Ключевая особенность
- 3D молекулярная графика
- Автоматический генератор силового поля для биоэлементов: H, C, N, O
- Строительство и редактирование химических структур
- Библиотека строительных блоков
- Силовые поля: Вспомогательное построение модели с уточнением энергии (ЯНТАРЬ) 94, 96, 99сб, 03; Оптимизированные возможности для моделирования жидкостей (OPLS)
- Оптимизация геометрии
- Молекулярная динамика с многошаговым интегратором
- Гибрид Монте-Карло
- Обмен репликами[3]
- Интерфейс с квантовой химией - ORCA, NWChem, Светлячок (ИГРА ПК), CP2K
- Молекулярное моделирование с ускорением на GPU
Смотрите также
Рекомендации
- ^ Тукан К. и Рахман А. (1985). «Молекулярно-динамическое исследование движений атомов в воде». Физический обзор B. 31 (5): 2643–2648. Bibcode:1985ПхРвБ..31.2643Т. Дои:10.1103 / PhysRevB.31.2643.

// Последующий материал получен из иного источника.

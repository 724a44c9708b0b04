use crate::{
    api::{attendance, organization, payroll, project, worker},
    auth::{handlers, middleware::session_middleware},
    config::Config,
};
use actix_governor::{
    Governor, GovernorConfigBuilder, PeerIpKeyExtractor, governor::middleware::NoOpMiddleware,
};
use actix_web::{middleware::from_fn, web};
use std::sync::Arc;

pub fn configure(cfg: &mut web::ServiceConfig, config: Config) {
    // Helper to build per-route limiter
    fn build_limiter(requests_per_min: u32) -> Governor<PeerIpKeyExtractor, NoOpMiddleware> {
        let requests_per_min = requests_per_min.max(1);
        let cfg = GovernorConfigBuilder::default()
            .per_millisecond((60_000 / requests_per_min as u64).max(1))
            .burst_size(requests_per_min)
            .key_extractor(PeerIpKeyExtractor)
            .finish()
            .unwrap_or_default();
        Governor::new(&cfg)
    }

    let login_limiter = Arc::new(build_limiter(config.rate_login_per_min));
    let protected_limiter = Arc::new(build_limiter(config.rate_protected_per_min));

    // Public routes
    cfg.service(
        web::scope("/auth")
            .service(
                web::resource("/login")
                    .wrap(login_limiter.clone())
                    .route(web::post().to(handlers::login)),
            )
            .service(
                web::resource("/logout")
                    .wrap(login_limiter)
                    .route(web::post().to(handlers::logout)),
            ),
    );

    // Protected routes
    cfg.service(
        web::scope(&config.api_prefix)
            .wrap(from_fn(session_middleware))
            .wrap(protected_limiter)
            .configure(protected_routes),
    );
}

/// Everything behind the session check, relative to `API_PREFIX`.
pub fn protected_routes(cfg: &mut web::ServiceConfig) {
    cfg.service(web::resource("/me").route(web::get().to(handlers::me)))
        .service(web::resource("/organization").route(web::get().to(organization::get_organization)))
        .service(web::resource("/dashboard").route(web::get().to(organization::dashboard)))
        .service(
            web::resource("/workers")
                .route(web::get().to(worker::list_workers))
                .route(web::post().to(worker::create_worker)),
        )
        .service(
            web::scope("/projects")
                // /projects
                .service(
                    web::resource("")
                        .route(web::get().to(project::list_projects))
                        .route(web::post().to(project::create_project)),
                )
                // /projects/{project_id}
                .service(web::resource("/{project_id}").route(web::get().to(project::get_project)))
                // /projects/{project_id}/sheets
                .service(
                    web::resource("/{project_id}/sheets")
                        .route(web::get().to(attendance::list_sheets))
                        .route(web::post().to(attendance::create_sheet)),
                )
                .service(
                    web::scope("/{project_id}/sheets/{month}")
                        .service(web::resource("").route(web::get().to(attendance::load_sheet)))
                        .service(web::resource("/marks").route(web::put().to(attendance::edit_mark)))
                        .service(web::resource("/save").route(web::post().to(attendance::save_sheet)))
                        .service(
                            web::resource("/workers").route(web::post().to(attendance::add_worker)),
                        )
                        .service(
                            web::resource("/workers/{worker_id}")
                                .route(web::put().to(attendance::change_worker))
                                .route(web::delete().to(attendance::remove_worker)),
                        ),
                )
                .service(
                    web::scope("/{project_id}/payments/{month}")
                        .service(web::resource("").route(web::get().to(payroll::load_payments)))
                        .service(
                            web::resource("/other-payment")
                                .route(web::put().to(payroll::set_other_payment)),
                        )
                        .service(
                            web::resource("/process").route(web::post().to(payroll::process_payment)),
                        ),
                ),
        );
}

- ^ Still WC, Tempczyk A, Hawley RC, Hendrickson T (1990). «Полуаналитическая обработка сольватации для молекулярной механики и динамики». J Am Chem Soc. 112 (16): 6127–6129. Дои:10.1021 / ja00172a038.
- ^ Ю. Сугита и Ю. Окамото (1999). "Реплико-обменный молекулярно-динамический метод сворачивания белков". Письма по химической физике. 314: 141–151. Bibcode:1999CPL ... 314..141S. Дои:10.1016 / S0009-2614 (99) 01123-9.